Fortune entrevistou 12 colaboradores e gerente; todos pediram anonimato

Em meados de maio, notícias ruins acertaram em cheio os colaboradores de atendimento ao cliente da Amazon (AMZO34) em todo o mundo: mais demissões haviam iniciado. Desta vez, os afetados ocupam cargos de gerência média.

Em um escritório da Amazon na Europa, um diretor do serviço de atendimento ao cliente comunicou, durante uma reunião de grupo, que uma reestruturação eliminaria um nível inteiro de gerência de segundo escalão. No entanto, ao evitar usar palavras como “demissões”, inicialmente não havia ficado claro se os colaboradores afetados perderiam seus empregos ou seriam transferidos. Enquanto os funcionários trocavam olhares perplexos tentando entender o que exatamente estava acontecendo, eles finalmente perceberam que alguns dos presentes acabavam de ser dispensados.

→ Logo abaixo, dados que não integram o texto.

//! # Connector and Source Create/Replace Service
//!
//! Backs `PUT /connectors/{connector_id}` and
//! `PUT /connectors/{connector_id}/sources`. Both routes stay registered in
//! every deployment but only run when the `create` capability is on.
//!
//! ## Workflow
//!
//! 1.  **Capability Check**: `Capabilities::require_create` answers
//!     `403 Forbidden` before the body or the store are looked at.
//!
//! 2.  **Body Parsing**: the connector body is optional. An empty body means
//!     "no attributes"; any other body must be a well-formed `ConnectorBody`,
//!     otherwise the request fails with `422` and nothing is written. The
//!     source body is always required.
//!
//! 3.  **Validation**: `months_to_fetch` bounds and the `last_update` shape
//!     are checked by the `registry::validation` functions.
//!
//! 4.  **Upsert**: under the store's write lock, `put_connector` or
//!     `put_source` inserts the record or replaces the existing one.
//!
//! 5.  **HTTP Response**: `201 Created` for a new record, `200 OK` for a
//!     replacement, both carrying the connector's aggregate.

use crate::config::Capabilities;
use crate::error::ApiError;
use crate::registry::lifecycle::{put_connector, put_source, Upsert};
use crate::registry::validation::{parse_connector_id, validate_connector_body, validate_source_body};
use crate::store::RecordStore;
use actix_web::{web, HttpResponse};
use common::model::aggregate::ConnectorAndSources;
use common::requests::{ConnectorBody, SourceBody};
use log::info;

fn respond(aggregate: ConnectorAndSources, outcome: Upsert) -> HttpResponse {
    match outcome {
        Upsert::Created => HttpResponse::Created().json(aggregate),
        Upsert::Replaced => HttpResponse::Ok().json(aggregate),
    }
}

/// Reads an optional connector body. Only a blank body stands for "no body".
fn parse_connector_body(raw: &[u8]) -> Result<ConnectorBody, ApiError> {
    if raw.iter().all(u8::is_ascii_whitespace) {
        return Ok(ConnectorBody::default());
    }
    serde_json::from_slice(raw)
        .map_err(|e| ApiError::Validation(format!("Invalid connector body: {}", e)))
}

/// Actix web handler for `PUT /connectors/{connector_id}`.
///
/// # Arguments
/// * `capabilities` - The deployment's capability table.
/// * `connector_id` - The connector UUID, extracted from the URL path.
/// * `payload` - The raw request body; may be empty.
///
/// # Returns
/// - `201 Created` or `200 OK` with the connector's aggregate.
/// - `403 Forbidden` while creation is disabled.
/// - `422 Unprocessable Entity` for a malformed id or body.
pub(crate) async fn connector(
    store: web::Data<RecordStore>,
    capabilities: web::Data<Capabilities>,
    connector_id: web::Path<String>,
    payload: web::Bytes,
) -> Result<HttpResponse, ApiError> {
    capabilities.require_create()?;
    let id = parse_connector_id(&connector_id)?;
    let body = parse_connector_body(&payload)?;
    let record = validate_connector_body(id, &body)?;

    let mut collections = store.write().await;
    let (aggregate, outcome) = put_connector(&mut collections, record)?;
    info!("Connector {} {:?}", id, outcome);
    Ok(respond(aggregate, outcome))
}

/// Actix web handler for `PUT /connectors/{connector_id}/sources`.
///
/// The connector must already exist; the source is keyed by its `type`.
pub(crate) async fn source(
    store: web::Data<RecordStore>,
    capabilities: web::Data<Capabilities>,
    connector_id: web::Path<String>,
    payload: web::Json<SourceBody>,
) -> Result<HttpResponse, ApiError> {
    capabilities.require_create()?;
    let id = parse_connector_id(&connector_id)?;
    let record = validate_source_body(id, &payload)?;
    let source_type = record.source_type;

    let mut collections = store.write().await;
    let (aggregate, outcome) = put_source(&mut collections, record)?;
    info!("Connector {}: source '{}' {:?}", id, source_type, outcome);
    Ok(respond(aggregate, outcome))
}

#[cfg(test)]
mod tests {
    use super::*;

    #[test]
    fn blank_body_means_no_attributes() {
        for raw in [&b""[..], &b"  \n"[..]] {
            let body = parse_connector_body(raw).unwrap();
            assert_eq!(body.hidden, None);
            assert_eq!(body.months_to_fetch, None);
        }
    }

    #[test]
    fn malformed_body_is_never_treated_as_empty() {
        for raw in [
            &br#"{"hidden": "yes", "months_to_fetch": 6}"#[..],
            &b"{\"hidden\": tru"[..],
            &br#"{"hiden": true}"#[..],
            &b"null"[..],
        ] {
            assert!(matches!(
                parse_connector_body(raw),
                Err(ApiError::Validation(_))
            ));
        }
    }
}
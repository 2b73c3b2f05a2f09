mod config;
mod error;
mod registry;
mod services;
mod store;

use crate::config::AppConfig;
use crate::store::{fixtures, RecordStore};
use actix_web::{App, HttpServer};
use env_logger::Env;
use log::info;
use std::io;

#[actix_web::main]
async fn main() -> io::Result<()> {
    env_logger::init_from_env(Env::default().default_filter_or("info"));
    let config = AppConfig::from_env();

    let collections = fixtures::load(config.fixtures_dir.as_deref())
        .map_err(|e| io::Error::new(io::ErrorKind::InvalidData, e.to_string()))?;
    let store = RecordStore::new(collections);

    let capabilities = config.capabilities;
    let json_limit = config.json_limit;
    info!(
        "Capabilities: create={}, delete={}",
        capabilities.create, capabilities.delete
    );
    info!("Server running at {}", config.bind_url());

    HttpServer::new(move || {
        App::new().configure(services::configure_app(
            store.clone(),
            capabilities,
            json_limit,
        ))
    })
    .bind((config.host.as_str(), config.port))?
    .run()
    .await
}
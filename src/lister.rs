//! Retrieval of the list of CSV resources to process.

use tracing::info;

use crate::error::FetchError;
use crate::fetch::{HttpClient, fetch_bytes};
use crate::stats::ResourceLocator;

/// Fetches `endpoint` and decodes its body as a JSON array of URLs.
///
/// Document order is preserved. There is no retry: without this list the
/// run cannot proceed, so callers treat any error here as fatal.
///
/// # Errors
///
/// [`FetchError::Network`] if the request fails, [`FetchError::Decode`] if
/// the body is not a JSON array of strings.
#[tracing::instrument(skip(client))]
pub async fn list_resources<C: HttpClient>(
    client: &C,
    endpoint: &str,
) -> Result<Vec<ResourceLocator>, FetchError> {
    let body = fetch_bytes(client, endpoint).await?;
    let locators: Vec<ResourceLocator> = serde_json::from_slice(&body)?;

    info!(count = locators.len(), "Resource list fetched");
    Ok(locators)
}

Por volta do mesmo horário, em outras partes do mundo, alguns gerentes com muitos anos de casa tentaram acessar o sistema de computadores da Amazon, mas sem sucesso. Em pelo menos um caso, um gerente entrou em contato com o departamento de TI da empresa para pedir ajuda só para descobrir que, na verdade, deveria aguardar o departamento de recursos humanos entrar em contato com ele. Outros gerentes retornaram aos seus computadores depois de serem surpreendidos pelas notícias sobre seu destino e descobrirem que não haveria despedidas: a empresa já havia bloqueado seu acesso aos sistemas.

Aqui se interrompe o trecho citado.